Ici, l’artiste n’apparaît toutefois pas dans son espace. Les machines sont seules, autonomes. Les trame sonore nous laissent comprendre qu’elles travaillent, qu’elles s’affairent à créer. La réplique de notre raison dans la technologie fait de nos outils, qui ont déjà été de simples silex utilisés pour couper la chair de bêtes, des structures infiniment plus complexes qui rivalisent maintenant avec la raison même qui les a produits. En juxtaposant ces machines avec des images de la forêt, Baier nous rappelle cependant que ce cheminement de la technologie a toujours été implicite dans l’évolution naturelle.
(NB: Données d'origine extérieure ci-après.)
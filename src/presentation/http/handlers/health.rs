//! Health Check Handlers
//!
//! Provides health check endpoints for liveness and readiness probes.
//!
//! # Endpoints
//! - `GET /health` - Basic health check
//! - `GET /health/live` - Liveness probe (is the server running?)
//! - `GET /health/ready` - Readiness probe (is the document store reachable?)

use axum::{extract::State, http::StatusCode, response::IntoResponse, Json};
use chrono::{DateTime, Utc};
use once_cell::sync::Lazy;
use serde::Serialize;
use std::time::Instant;

use crate::startup::AppState;

/// Server start time for uptime calculation
static SERVER_START: Lazy<Instant> = Lazy::new(Instant::now);
static SERVER_START_TIME: Lazy<DateTime<Utc>> = Lazy::new(Utc::now);

/// Initialize the server start time (call during startup)
pub fn init_server_start() {
    Lazy::force(&SERVER_START);
    Lazy::force(&SERVER_START_TIME);
}

/// Basic health response
#[derive(Debug, Serialize)]
pub struct HealthResponse {
    pub status: &'static str,
    pub version: &'static str,
}

/// Detailed health check response
#[derive(Debug, Serialize)]
pub struct DetailedHealthResponse {
    pub status: HealthStatus,
    pub version: &'static str,
    pub uptime_seconds: u64,
    pub started_at: String,
    pub checks: HealthChecks,
}

/// Individual dependency checks
#[derive(Debug, Serialize)]
pub struct HealthChecks {
    pub document_store: ServiceHealth,
}

/// Health status for individual services
#[derive(Debug, Serialize)]
pub struct ServiceHealth {
    pub status: HealthStatus,
    #[serde(skip_serializing_if = "Option::is_none")]
    pub latency_ms: Option<u64>,
    #[serde(skip_serializing_if = "Option::is_none")]
    pub message: Option<String>,
}

/// Overall health status
#[derive(Debug, Clone, Copy, Serialize, PartialEq, Eq)]
#[serde(rename_all = "lowercase")]
pub enum HealthStatus {
    Healthy,
    Degraded,
    Unhealthy,
}

/// Simple liveness response
#[derive(Debug, Serialize)]
pub struct LivenessResponse {
    pub status: &'static str,
}

/// Latency above which the store counts as degraded
const DEGRADED_AFTER_MS: u64 = 500;

/// Basic health check endpoint
pub async fn health_check() -> Json<HealthResponse> {
    Json(HealthResponse {
        status: "healthy",
        version: env!("CARGO_PKG_VERSION"),
    })
}

/// Liveness probe - checks if the server is running
pub async fn liveness() -> Json<LivenessResponse> {
    Json(LivenessResponse { status: "alive" })
}

/// Readiness probe - 200 while the document store answers, 503 otherwise
pub async fn readiness(State(state): State<AppState>) -> impl IntoResponse {
    let store_health = check_store(&state).await;
    let overall_status = store_health.status;

    let response = DetailedHealthResponse {
        status: overall_status,
        version: env!("CARGO_PKG_VERSION"),
        uptime_seconds: SERVER_START.elapsed().as_secs(),
        started_at: SERVER_START_TIME.to_rfc3339(),
        checks: HealthChecks {
            document_store: store_health,
        },
    };

    let status_code = match overall_status {
        HealthStatus::Healthy | HealthStatus::Degraded => StatusCode::OK,
        HealthStatus::Unhealthy => StatusCode::SERVICE_UNAVAILABLE,
    };

    (status_code, Json(response))
}

/// Check document store reachability and latency
async fn check_store(state: &AppState) -> ServiceHealth {
    let start = Instant::now();
    match state.store.ping().await {
        Ok(()) => {
            let latency = start.elapsed().as_millis() as u64;
            ServiceHealth {
                status: classify_latency(latency),
                latency_ms: Some(latency),
                message: None,
            }
        }
        Err(e) => {
            tracing::warn!(error = %e, "Readiness check failed");
            ServiceHealth {
                status: HealthStatus::Unhealthy,
                latency_ms: None,
                message: Some(format!("Document store unavailable: {}", e)),
            }
        }
    }
}

fn classify_latency(latency_ms: u64) -> HealthStatus {
    if latency_ms < DEGRADED_AFTER_MS {
        HealthStatus::Healthy
    } else {
        HealthStatus::Degraded
    }
}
Les sauts vers la nature rapprochent les structures technologiques et biologiques, fusionnant les produits de l’esprit humain et ceux du monde organique. On assiste à un échange continu entre le monde étudié et le lieu où cette étude est pratiquée, entre la recherche de connaissance et le lieu où se situe cette connaissance. Cet amalgame de dualités vient brouiller cette division et fait entrer en communion les pôles du naturel du non naturel. Vases communicants devient ainsi un rappel que cette limite est poreuse, voire même inexistante. Cette incapacité à distinguer l’artificiel et le naturel qui anime toute l’exposition nous empêche même de deviner quelles parties de ce texte ont été générées par un algorithme d’intelligence artificielle et lesquelles ont été écrites par un être humain. La seule différence que l’on pourra toujours tracer avec assurance entre l’humain et la machine est que nous sommes mortels et que la technologie ne l’est pas. Tels des vases communicants, ces œuvres sont liées entre elles, traversées par notre quête de sens, par notre désir de comprendre, par cette soif de capter quelque chose qui veut dire plus, qui donne raison à notre mortalité.